Takes place during and after The Satan Pit and goes AU from there.)
They'd lost the TARDIS on Krop Tor. At first, the Doctor was shocked, but for a variety of different reasons. First, he wondered how Rose had managed to convince Zach of throwing caution to the wind and pressing his big red button— oh how he loved big red buttons. The entire time he's been on the Sanctuary Base, he never noticed it among the myriad of flips and dials and switches and buttons of all sorts of colors. Apparently, if there was one important life lesson that Rose learned from him in dire circumstances, it was that she should always look for a big red button.
Down in the pit, as he faced the most mysterious of creatures (this thing was a self-proclaimed paradox.
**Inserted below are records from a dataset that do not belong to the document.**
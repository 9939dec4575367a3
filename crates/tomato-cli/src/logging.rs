//! tracing subscriber setup.
//!
//! Logs go to stderr so JSON on stdout stays parseable, except in the
//! interactive display where they would tear the screen; there they go to
//! `tomato.log` in the data directory.

use std::fs::OpenOptions;
use std::path::Path;
use std::sync::Mutex;

use tracing_subscriber::EnvFilter;

fn filter(verbose: bool) -> EnvFilter {
    let default = if verbose { "debug" } else { "warn" };
    EnvFilter::try_from_default_env().unwrap_or_else(|_| EnvFilter::new(default))
}

pub fn init_stderr(verbose: bool) {
    let _ = tracing_subscriber::fmt()
        .with_env_filter(filter(verbose))
        .with_target(false)
        .with_writer(std::io::stderr)
        .try_init();
}

pub fn init_file(verbose: bool, path: &Path) -> Result<(), Box<dyn std::error::Error>> {
    let file = OpenOptions::new().create(true).append(true).open(path)?;
    tracing_subscriber::fmt()
        .with_env_filter(filter(verbose))
        .with_target(false)
        .with_ansi(false)
        .with_writer(Mutex::new(file))
        .try_init()
        .map_err(|e| e as Box<dyn std::error::Error>)?;
    Ok(())
}
//! TOML-based application configuration.
//!
//! Stores user preferences including:
//! - Interval durations (minutes), long break interval and daily goal
//! - Notification preferences
//! - Visual theme and layout selectors for the renderer
//! - Wake lock behaviour
//!
//! Configuration is stored at `<data dir>/config.toml`.

use serde::{Deserialize, Serialize};
use std::path::{Path, PathBuf};

use super::data_dir;
use crate::error::ConfigError;
use crate::timer::TimerSettings;

/// Interval configuration. Durations are minutes; the core runs on seconds.
#[derive(Debug, Clone, Serialize, Deserialize)]
pub struct TimerConfig {
    #[serde(default = "default_work_minutes")]
    pub work_minutes: u64,
    #[serde(default = "default_short_break_minutes")]
    pub short_break_minutes: u64,
    #[serde(default = "default_long_break_minutes")]
    pub long_break_minutes: u64,
    #[serde(default = "default_long_break_interval")]
    pub long_break_interval: u32,
    #[serde(default = "default_daily_goal")]
    pub daily_goal: u32,
}

/// Notification configuration.
#[derive(Debug, Clone, Serialize, Deserialize)]
pub struct NotificationsConfig {
    #[serde(default = "default_true")]
    pub enabled: bool,
    /// Ring the terminal bell.
    #[serde(default = "default_true")]
    pub bell: bool,
    /// Play a system sound through an external player.
    #[serde(default = "default_true")]
    pub sound: bool,
    /// Path to a custom sound file (optional).
    /// If set, this file is played with `sound_player` instead of the system sound.
    #[serde(default)]
    pub sound_file: Option<String>,
    #[serde(default = "default_sound_player")]
    pub sound_player: String,
}

/// UI configuration. Only the renderer reads these.
#[derive(Debug, Clone, Serialize, Deserialize)]
pub struct UiConfig {
    #[serde(default = "default_visual_theme")]
    pub visual_theme: String,
    #[serde(default = "default_layout")]
    pub layout: String,
}

/// Wake lock configuration.
#[derive(Debug, Clone, Serialize, Deserialize)]
pub struct WakeLockConfig {
    #[serde(default = "default_true")]
    pub enabled: bool,
}

/// Application configuration.
///
/// Serialized to/from TOML at `<data dir>/config.toml`.
#[derive(Debug, Clone, Default, Serialize, Deserialize)]
pub struct Config {
    #[serde(default)]
    pub timer: TimerConfig,
    #[serde(default)]
    pub notifications: NotificationsConfig,
    #[serde(default)]
    pub ui: UiConfig,
    #[serde(default)]
    pub wake_lock: WakeLockConfig,
}

// Default functions
fn default_work_minutes() -> u64 {
    25
}
fn default_short_break_minutes() -> u64 {
    5
}
fn default_long_break_minutes() -> u64 {
    15
}
fn default_long_break_interval() -> u32 {
    4
}
fn default_daily_goal() -> u32 {
    8
}
fn default_true() -> bool {
    true
}
fn default_sound_player() -> String {
    "paplay".into()
}
fn default_visual_theme() -> String {
    "memory".into()
}
fn default_layout() -> String {
    "vertical".into()
}

impl Default for TimerConfig {
    fn default() -> Self {
        Self {
            work_minutes: default_work_minutes(),
            short_break_minutes: default_short_break_minutes(),
            long_break_minutes: default_long_break_minutes(),
            long_break_interval: default_long_break_interval(),
            daily_goal: default_daily_goal(),
        }
    }
}

impl Default for NotificationsConfig {
    fn default() -> Self {
        Self {
            enabled: true,
            bell: true,
            sound: true,
            sound_file: None,
            sound_player: default_sound_player(),
        }
    }
}

impl Default for UiConfig {
    fn default() -> Self {
        Self {
            visual_theme: default_visual_theme(),
            layout: default_layout(),
        }
    }
}

impl Default for WakeLockConfig {
    fn default() -> Self {
        Self { enabled: true }
    }
}

impl Config {
    fn get_json_value_by_path<'a>(
        root: &'a serde_json::Value,
        key: &str,
    ) -> Option<&'a serde_json::Value> {
        if key.is_empty() {
            return None;
        }

        let mut current = root;
        for part in key.split('.') {
            current = current.get(part)?;
        }
        Some(current)
    }

    fn set_json_value_by_path(
        root: &mut serde_json::Value,
        key: &str,
        value: &str,
    ) -> Result<(), ConfigError> {
        let invalid = |message: String| ConfigError::InvalidValue {
            key: key.to_string(),
            message,
        };
        let mut parts = key.split('.').peekable();
        if key.is_empty() {
            return Err(ConfigError::UnknownKey(key.to_string()));
        }

        let mut current = root;
        while let Some(part) = parts.next() {
            let is_leaf = parts.peek().is_none();
            if is_leaf {
                let obj = current
                    .as_object_mut()
                    .ok_or_else(|| ConfigError::UnknownKey(key.to_string()))?;
                let existing = obj
                    .get(part)
                    .ok_or_else(|| ConfigError::UnknownKey(key.to_string()))?;

                let new_value = match existing {
                    serde_json::Value::Bool(_) => serde_json::Value::Bool(
                        value
                            .parse::<bool>()
                            .map_err(|e| invalid(e.to_string()))?,
                    ),
                    serde_json::Value::Number(_) => {
                        let n = value
                            .parse::<u64>()
                            .map_err(|_| invalid(format!("cannot parse '{value}' as a whole number")))?;
                        serde_json::Value::Number(n.into())
                    }
                    serde_json::Value::Object(_) | serde_json::Value::Array(_) => {
                        serde_json::from_str(value).map_err(|e| invalid(e.to_string()))?
                    }
                    // Optional strings serialize as null when unset.
                    serde_json::Value::Null if value.is_empty() => serde_json::Value::Null,
                    _ => serde_json::Value::String(value.into()),
                };

                obj.insert(part.to_string(), new_value);
                return Ok(());
            }

            current = current
                .get_mut(part)
                .ok_or_else(|| ConfigError::UnknownKey(key.to_string()))?;
        }

        Err(ConfigError::UnknownKey(key.to_string()))
    }

    /// Default location of the config file.
    pub fn path() -> Result<PathBuf, ConfigError> {
        Ok(data_dir()?.join("config.toml"))
    }

    /// Load from the default location, writing defaults if the file is missing.
    ///
    /// # Errors
    ///
    /// Returns an error if the config file exists but cannot be parsed,
    /// or if the default config cannot be written to disk.
    pub fn load() -> Result<Self, ConfigError> {
        Self::load_from(&Self::path()?)
    }

    /// Load from `path`, writing defaults there if the file is missing.
    ///
    /// A file that exists but cannot be read is reported, never replaced.
    pub fn load_from(path: &Path) -> Result<Self, ConfigError> {
        match std::fs::read_to_string(path) {
            Ok(content) => {
                toml::from_str(&content).map_err(|e| ConfigError::ParseFailed(e.to_string()))
            }
            Err(e) if e.kind() == std::io::ErrorKind::NotFound => {
                let cfg = Self::default();
                cfg.save_to(path)?;
                Ok(cfg)
            }
            Err(source) => Err(ConfigError::ReadFailed {
                path: path.to_path_buf(),
                source,
            }),
        }
    }

    /// Persist to the default location.
    ///
    /// # Errors
    ///
    /// Returns an error if the config cannot be serialized or written to disk.
    pub fn save(&self) -> Result<(), ConfigError> {
        self.save_to(&Self::path()?)
    }

    /// Persist to `path`.
    pub fn save_to(&self, path: &Path) -> Result<(), ConfigError> {
        let save_failed = |message: String| ConfigError::SaveFailed {
            path: path.to_path_buf(),
            message,
        };
        let content = toml::to_string_pretty(self).map_err(|e| save_failed(e.to_string()))?;
        std::fs::write(path, content).map_err(|e| save_failed(e.to_string()))?;
        Ok(())
    }

    /// Get a config value as string by dot-separated key.
    pub fn get(&self, key: &str) -> Option<String> {
        let json = serde_json::to_value(self).ok()?;
        let val = Self::get_json_value_by_path(&json, key)?;
        match val {
            serde_json::Value::String(s) => Some(s.clone()),
            other => Some(other.to_string()),
        }
    }

    /// Set a value by dot-separated key without saving.
    ///
    /// # Errors
    ///
    /// Returns an error if the key is unknown, the value cannot be parsed,
    /// or the resulting timer settings are degenerate (zero durations,
    /// zero interval or goal).
    pub fn apply(&mut self, key: &str, value: &str) -> Result<(), ConfigError> {
        let mut json = serde_json::to_value(&*self)
            .map_err(|e| ConfigError::ParseFailed(e.to_string()))?;
        Self::set_json_value_by_path(&mut json, key, value)?;
        let updated: Config = serde_json::from_value(json).map_err(|e| ConfigError::InvalidValue {
            key: key.to_string(),
            message: e.to_string(),
        })?;
        updated
            .timer_settings()
            .validate()
            .map_err(|e| ConfigError::InvalidValue {
                key: key.to_string(),
                message: e.to_string(),
            })?;
        *self = updated;
        Ok(())
    }

    /// Set a value by key and save to the default location.
    pub fn set(&mut self, key: &str, value: &str) -> Result<(), ConfigError> {
        self.apply(key, value)?;
        self.save()
    }

    /// Settings for the session state machine, durations converted to seconds.
    pub fn timer_settings(&self) -> TimerSettings {
        TimerSettings {
            work_duration: self.timer.work_minutes.saturating_mul(60),
            short_break_duration: self.timer.short_break_minutes.saturating_mul(60),
            long_break_duration: self.timer.long_break_minutes.saturating_mul(60),
            long_break_interval: self.timer.long_break_interval,
            daily_goal: self.timer.daily_goal,
            visual_theme: self.ui.visual_theme.clone(),
            layout: self.ui.layout.clone(),
        }
    }
}

#[cfg(test)]
mod tests {
    use super::*;

    #[test]
    fn default_config_roundtrip() {
        let cfg = Config::default();
        let toml_str = toml::to_string_pretty(&cfg).unwrap();
        let parsed: Config = toml::from_str(&toml_str).unwrap();
        assert_eq!(parsed.timer.work_minutes, 25);
        assert!(parsed.wake_lock.enabled);
        assert_eq!(parsed.ui.visual_theme, "memory");
    }

    #[test]
    fn partial_file_fills_defaults() {
        let parsed: Config = toml::from_str("[timer]\nwork_minutes = 50\n").unwrap();
        assert_eq!(parsed.timer.work_minutes, 50);
        assert_eq!(parsed.timer.short_break_minutes, 5);
        assert!(parsed.notifications.enabled);
    }

    #[test]
    fn get_supports_dot_path_keys() {
        let cfg = Config::default();
        assert_eq!(cfg.get("ui.layout").as_deref(), Some("vertical"));
        assert_eq!(cfg.get("timer.work_minutes").as_deref(), Some("25"));
        assert_eq!(cfg.get("notifications.sound_file").as_deref(), Some("null"));
        assert!(cfg.get("ui.missing_key").is_none());
        assert!(cfg.get("").is_none());
    }

    #[test]
    fn timer_settings_are_in_seconds() {
        let s = Config::default().timer_settings();
        assert_eq!(s, TimerSettings::default());
    }

    #[test]
    fn apply_updates_nested_number() {
        let mut cfg = Config::default();
        cfg.apply("timer.work_minutes", "50").unwrap();
        assert_eq!(cfg.timer_settings().work_duration, 3000);
    }

    #[test]
    fn apply_updates_bool_and_string() {
        let mut cfg = Config::default();
        cfg.apply("wake_lock.enabled", "false").unwrap();
        cfg.apply("ui.visual_theme", "liquid").unwrap();
        cfg.apply("notifications.sound_file", "/tmp/ding.wav").unwrap();
        assert!(!cfg.wake_lock.enabled);
        assert_eq!(cfg.timer_settings().visual_theme, "liquid");
        assert_eq!(cfg.notifications.sound_file.as_deref(), Some("/tmp/ding.wav"));
    }

    #[test]
    fn apply_rejects_unknown_key() {
        let mut cfg = Config::default();
        let result = cfg.apply("ui.nonexistent_key", "value");
        assert!(matches!(result, Err(ConfigError::UnknownKey(_))));
    }

    #[test]
    fn apply_rejects_invalid_type() {
        let mut cfg = Config::default();
        assert!(cfg.apply("wake_lock.enabled", "not_a_bool").is_err());
        assert!(cfg.apply("timer.work_minutes", "ten").is_err());
        assert!(cfg.apply("timer.work_minutes", "-5").is_err());
    }

    #[test]
    fn apply_rejects_degenerate_settings_and_keeps_old_value() {
        let mut cfg = Config::default();
        let result = cfg.apply("timer.long_break_interval", "0");
        assert!(matches!(result, Err(ConfigError::InvalidValue { .. })));
        assert_eq!(cfg.timer.long_break_interval, 4);
        assert!(cfg.apply("timer.short_break_minutes", "0").is_err());
    }

    #[test]
    fn load_from_missing_file_writes_defaults() {
        let dir = tempfile::tempdir().unwrap();
        let path = dir.path().join("config.toml");
        let cfg = Config::load_from(&path).unwrap();
        assert_eq!(cfg.timer.daily_goal, 8);
        assert!(path.exists());
    }

    #[test]
    fn save_then_load_preserves_changes() {
        let dir = tempfile::tempdir().unwrap();
        let path = dir.path().join("config.toml");
        let mut cfg = Config::default();
        cfg.apply("timer.daily_goal", "12").unwrap();
        cfg.save_to(&path).unwrap();

        let loaded = Config::load_from(&path).unwrap();
        assert_eq!(loaded.timer.daily_goal, 12);
    }

    #[test]
    fn load_from_unreadable_file_keeps_it() {
        let dir = tempfile::tempdir().unwrap();
        let path = dir.path().join("config.toml");
        let original = b"[timer]\nwork_minutes = 50\n# caf\xe9\n".to_vec();
        std::fs::write(&path, &original).unwrap();

        assert!(matches!(
            Config::load_from(&path),
            Err(ConfigError::ReadFailed { .. })
        ));
        assert_eq!(std::fs::read(&path).unwrap(), original);
    }

    #[test]
    fn load_from_garbage_fails() {
        let dir = tempfile::tempdir().unwrap();
        let path = dir.path().join("config.toml");
        std::fs::write(&path, "timer = [[[").unwrap();
        assert!(matches!(
            Config::load_from(&path),
            Err(ConfigError::ParseFailed(_))
        ));
    }
}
Honestly, how could something have come before time? Even the word before implies a place within time—), he proclaimed that he believed in her. He believed in his favorite pink and yellow human. He believed that she'd find a way to move on without him after he'd fallen into the pit. He believed that she'd manage to safely escape the power of the black hole after he'd disposed of the Beast's corporeal form. He believed that she'd survive, in the way that her species were prone to do. And he believed that they'd both be better for having known each other.
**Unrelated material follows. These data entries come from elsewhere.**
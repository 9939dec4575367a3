//! # Tomato Timer Core Library
//!
//! This library provides the core logic for the Tomato Pomodoro timer.
//! Hosts (the `tomato` terminal binary, or anything else that can render a
//! countdown) drive it and render what it reports.
//!
//! ## Architecture
//!
//! - **Timer Engine**: the session state machine; the caller invokes
//!   `tick()` once per second while the session is active
//! - **Clock Driver**: a start/stop tokio task producing those ticks
//! - **Storage**: SQLite key-value table for the daily ledger, TOML
//!   configuration
//! - **Platform**: injectable wake lock and completion notifier
//!
//! ## Key Components
//!
//! - [`TimerEngine`]: Core session state machine
//! - [`Session`]: Engine and clock wired together
//! - [`DailyLedger`]: Today's completed work intervals
//! - [`Config`]: Application configuration management

pub mod error;
pub mod events;
pub mod platform;
pub mod session;
pub mod storage;
pub mod timer;

pub use error::{
    ConfigError, CoreError, DatabaseError, LedgerError, NotifyError, ValidationError,
    WakeLockError,
};
pub use events::Event;
pub use platform::{Notifier, WakeLock, WakeLockManager};
pub use session::Session;
pub use storage::{Config, DailyLedger, Database, KvStore, MemoryStore};
pub use timer::{ClockDriver, Frame, SessionState, Tick, TimerEngine, TimerMode, TimerSettings};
What he hadn't believed was that he'd survive this particular encounter. Despite having saved him time after time since meeting her, the Doctor was shocked that she'd managed to save him again. That big red button, Zach explained, had been an untested homing device which had been installed in the main panel of the Sanctuary Base. Lack of funding for the mission had prevented the homing system from being completed, and the crew had been under strict orders to not risk the lives of their crew members and were not to press the button under any circumstance.
Well, those were two factors that only begged for the button to be pressed. A big red button that should never, ever, ever be pressed under any circumstance— naturally, Rose found a way to hit the button. And as it did so many months ago aboard a vessel of Sycorax flying over London on Christmas morning, absolutely nothing seemed to happen.
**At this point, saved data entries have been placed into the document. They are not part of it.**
use std::process::{Child, Command, Stdio};

use tracing::{debug, warn};

use crate::error::WakeLockError;

/// A platform "keep the display awake" resource.
pub trait WakeLock: Send {
    /// Acquire the lock. Acquiring while already held must not leak a second lock.
    fn acquire(&mut self) -> Result<(), WakeLockError>;

    /// Release the lock. Releasing when not held is a no-op.
    fn release(&mut self) -> Result<(), WakeLockError>;
}

/// Wake lock that does nothing. Used when the feature is disabled.
#[derive(Debug, Default)]
pub struct NoopWakeLock;

impl WakeLock for NoopWakeLock {
    fn acquire(&mut self) -> Result<(), WakeLockError> {
        Ok(())
    }

    fn release(&mut self) -> Result<(), WakeLockError> {
        Ok(())
    }
}

/// Holds an OS idle inhibitor process for as long as the lock is held.
///
/// Linux uses `systemd-inhibit`, macOS `caffeinate`. The inhibitor may be
/// killed from outside (session lock, logout); `acquire` notices the dead
/// child and spawns a new one.
#[derive(Debug, Default)]
pub struct InhibitorWakeLock {
    child: Option<Child>,
}

impl InhibitorWakeLock {
    pub fn new() -> Self {
        Self::default()
    }

    fn command() -> Result<Command, WakeLockError> {
        if cfg!(target_os = "linux") {
            let mut cmd = Command::new("systemd-inhibit");
            cmd.args([
                "--what=idle:sleep",
                "--who=tomato-timer",
                "--why=Focus session running",
                "--mode=block",
                "sleep",
                "infinity",
            ]);
            Ok(cmd)
        } else if cfg!(target_os = "macos") {
            let mut cmd = Command::new("caffeinate");
            cmd.args(["-d", "-i"]);
            Ok(cmd)
        } else {
            Err(WakeLockError::Unsupported)
        }
    }

    fn is_alive(&mut self) -> bool {
        match self.child.as_mut() {
            Some(child) => matches!(child.try_wait(), Ok(None)),
            None => false,
        }
    }
}

impl WakeLock for InhibitorWakeLock {
    fn acquire(&mut self) -> Result<(), WakeLockError> {
        if self.is_alive() {
            return Ok(());
        }
        let child = Self::command()?
            .stdin(Stdio::null())
            .stdout(Stdio::null())
            .stderr(Stdio::null())
            .spawn()
            .map_err(|source| WakeLockError::Process {
                action: "acquire",
                source,
            })?;
        debug!(pid = child.id(), "wake lock inhibitor started");
        self.child = Some(child);
        Ok(())
    }

    fn release(&mut self) -> Result<(), WakeLockError> {
        let Some(mut child) = self.child.take() else {
            return Ok(());
        };
        if matches!(child.try_wait(), Ok(Some(_))) {
            return Ok(());
        }
        child.kill().map_err(|source| WakeLockError::Process {
            action: "release",
            source,
        })?;
        // Reap so the inhibitor does not linger as a zombie.
        let _ = child.wait();
        debug!("wake lock inhibitor stopped");
        Ok(())
    }
}

impl Drop for InhibitorWakeLock {
    fn drop(&mut self) {
        let _ = self.release();
    }
}

/// Ties a [`WakeLock`] to the session's active flag.
///
/// While active the manager is "subscribed" to visibility changes: regaining
/// visibility re-acquires the lock, since hosts commonly drop it when the
/// surface is backgrounded. Failures are logged and never surface to the
/// caller.
pub struct WakeLockManager {
    lock: Box<dyn WakeLock>,
    subscribed: bool,
}

impl WakeLockManager {
    pub fn new(lock: Box<dyn WakeLock>) -> Self {
        Self {
            lock,
            subscribed: false,
        }
    }

    pub fn disabled() -> Self {
        Self::new(Box::new(NoopWakeLock))
    }

    /// Whether the manager currently wants the lock held.
    pub fn is_subscribed(&self) -> bool {
        self.subscribed
    }

    /// Follow an `is_active` transition.
    pub fn set_active(&mut self, active: bool) {
        if active {
            self.subscribed = true;
            self.try_acquire();
        } else {
            self.subscribed = false;
            if let Err(e) = self.lock.release() {
                warn!(error = %e, "failed to release wake lock");
            }
        }
    }

    /// Host visibility changed. Only regaining visibility while active matters.
    pub fn on_visibility_change(&mut self, visible: bool) {
        if visible && self.subscribed {
            debug!("visibility regained, re-acquiring wake lock");
            self.try_acquire();
        }
    }

    fn try_acquire(&mut self) {
        if let Err(e) = self.lock.acquire() {
            warn!(error = %e, "failed to acquire wake lock");
        }
    }
}

impl Drop for WakeLockManager {
    fn drop(&mut self) {
        if self.subscribed {
            let _ = self.lock.release();
        }
    }
}

impl std::fmt::Debug for WakeLockManager {
    fn fmt(&self, f: &mut std::fmt::Formatter<'_>) -> std::fmt::Result {
        f.debug_struct("WakeLockManager")
            .field("subscribed", &self.subscribed)
            .finish_non_exhaustive()
    }
}

#[cfg(test)]
pub(crate) mod testing {
    use std::sync::{Arc, Mutex};

    use super::*;

    #[derive(Debug, Clone, Copy, PartialEq, Eq)]
    pub enum Call {
        Acquire,
        Release,
    }

    /// Records calls; optionally fails every acquisition.
    #[derive(Clone, Default)]
    pub struct RecordingWakeLock {
        pub calls: Arc<Mutex<Vec<Call>>>,
        pub fail_acquire: bool,
    }

    impl RecordingWakeLock {
        pub fn calls(&self) -> Vec<Call> {
            self.calls.lock().unwrap().clone()
        }
    }

    impl WakeLock for RecordingWakeLock {
        fn acquire(&mut self) -> Result<(), WakeLockError> {
            self.calls.lock().unwrap().push(Call::Acquire);
            if self.fail_acquire {
                Err(WakeLockError::Unsupported)
            } else {
                Ok(())
            }
        }

        fn release(&mut self) -> Result<(), WakeLockError> {
            self.calls.lock().unwrap().push(Call::Release);
            Ok(())
        }
    }
}

#[cfg(test)]
mod tests {
    use super::testing::{Call, RecordingWakeLock};
    use super::*;

    #[test]
    fn activation_acquires_and_deactivation_releases() {
        let lock = RecordingWakeLock::default();
        let mut manager = WakeLockManager::new(Box::new(lock.clone()));

        manager.set_active(true);
        assert!(manager.is_subscribed());
        manager.set_active(false);
        assert!(!manager.is_subscribed());

        assert_eq!(lock.calls(), vec![Call::Acquire, Call::Release]);
    }

    #[test]
    fn visibility_regained_while_active_reacquires() {
        let lock = RecordingWakeLock::default();
        let mut manager = WakeLockManager::new(Box::new(lock.clone()));

        manager.set_active(true);
        manager.on_visibility_change(false);
        manager.on_visibility_change(true);

        assert_eq!(lock.calls(), vec![Call::Acquire, Call::Acquire]);
    }

    #[test]
    fn visibility_ignored_while_inactive() {
        let lock = RecordingWakeLock::default();
        let mut manager = WakeLockManager::new(Box::new(lock.clone()));

        manager.on_visibility_change(true);
        manager.set_active(true);
        manager.set_active(false);
        manager.on_visibility_change(true);

        assert_eq!(lock.calls(), vec![Call::Acquire, Call::Release]);
    }

    #[test]
    fn acquisition_failure_is_swallowed() {
        let lock = RecordingWakeLock {
            fail_acquire: true,
            ..Default::default()
        };
        let mut manager = WakeLockManager::new(Box::new(lock.clone()));

        manager.set_active(true);
        assert!(manager.is_subscribed());
        manager.on_visibility_change(true);
        assert_eq!(lock.calls(), vec![Call::Acquire, Call::Acquire]);
    }

    #[test]
    fn drop_releases_held_lock() {
        let lock = RecordingWakeLock::default();
        {
            let mut manager = WakeLockManager::new(Box::new(lock.clone()));
            manager.set_active(true);
        }
        assert_eq!(lock.calls(), vec![Call::Acquire, Call::Release]);
    }

    #[test]
    fn inhibitor_release_without_acquire_is_noop() {
        let mut lock = InhibitorWakeLock::new();
        assert!(lock.release().is_ok());
    }
}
Toby had flown out of the rocket's shielding and into the black hole along with the impossible planet and the bodies of Ida and the Doctor. But the moment that the Krop Tor had disappeared into the oblivion, a white flash illuminated the rocket and the Doctor appeared in the seat that Toby had unwillingly evacuated, with Ida draped across his lap.
And now, here they were. On a version of Earth that even Rose was terribly unfamiliar with, hundreds of years after her personal timeline. And they were both shocked. It had been three days since Zach had located them to this apartment in what was known as the 'Old New England' Territory on the American Peninsula (It was the area known as Mexico in Rose's day, which had become a peninsula after a series of natural storms had flooded over the Central American Countries in the late thirtieth century.)
They had no TARDIS, it was hot, and neither of them had any money to spare. The apartment was fully furnished, but small with one bedroom, one bathroom, and no laundry equipment. That didn't really bother them, though, as all of their clothing had been left on their ship.
Rose could tell that this had all been hard on the Doctor— the loss of his home, and now even the loss of the last remnant he had of his home. The apartment was cramped and uncomfortable, as he'd opted to sleep on the couch. He was forced to take the slow path, to live life in a linear fashion, which was something even she had come to dread.
'Stuck with you, that's not so bad.
Yeah?
Yes.'
So they tried to trudge on. In their small apartment— Rose knowing that she'd never see her mother again, the Doctor learning to live in a style he found repulsive. All they had was each other and a couple of hundred credits worth of debt because the Doctor wouldn't accept the apartment as a gift from their Krop Tor friends. So now they had to pay rent as well.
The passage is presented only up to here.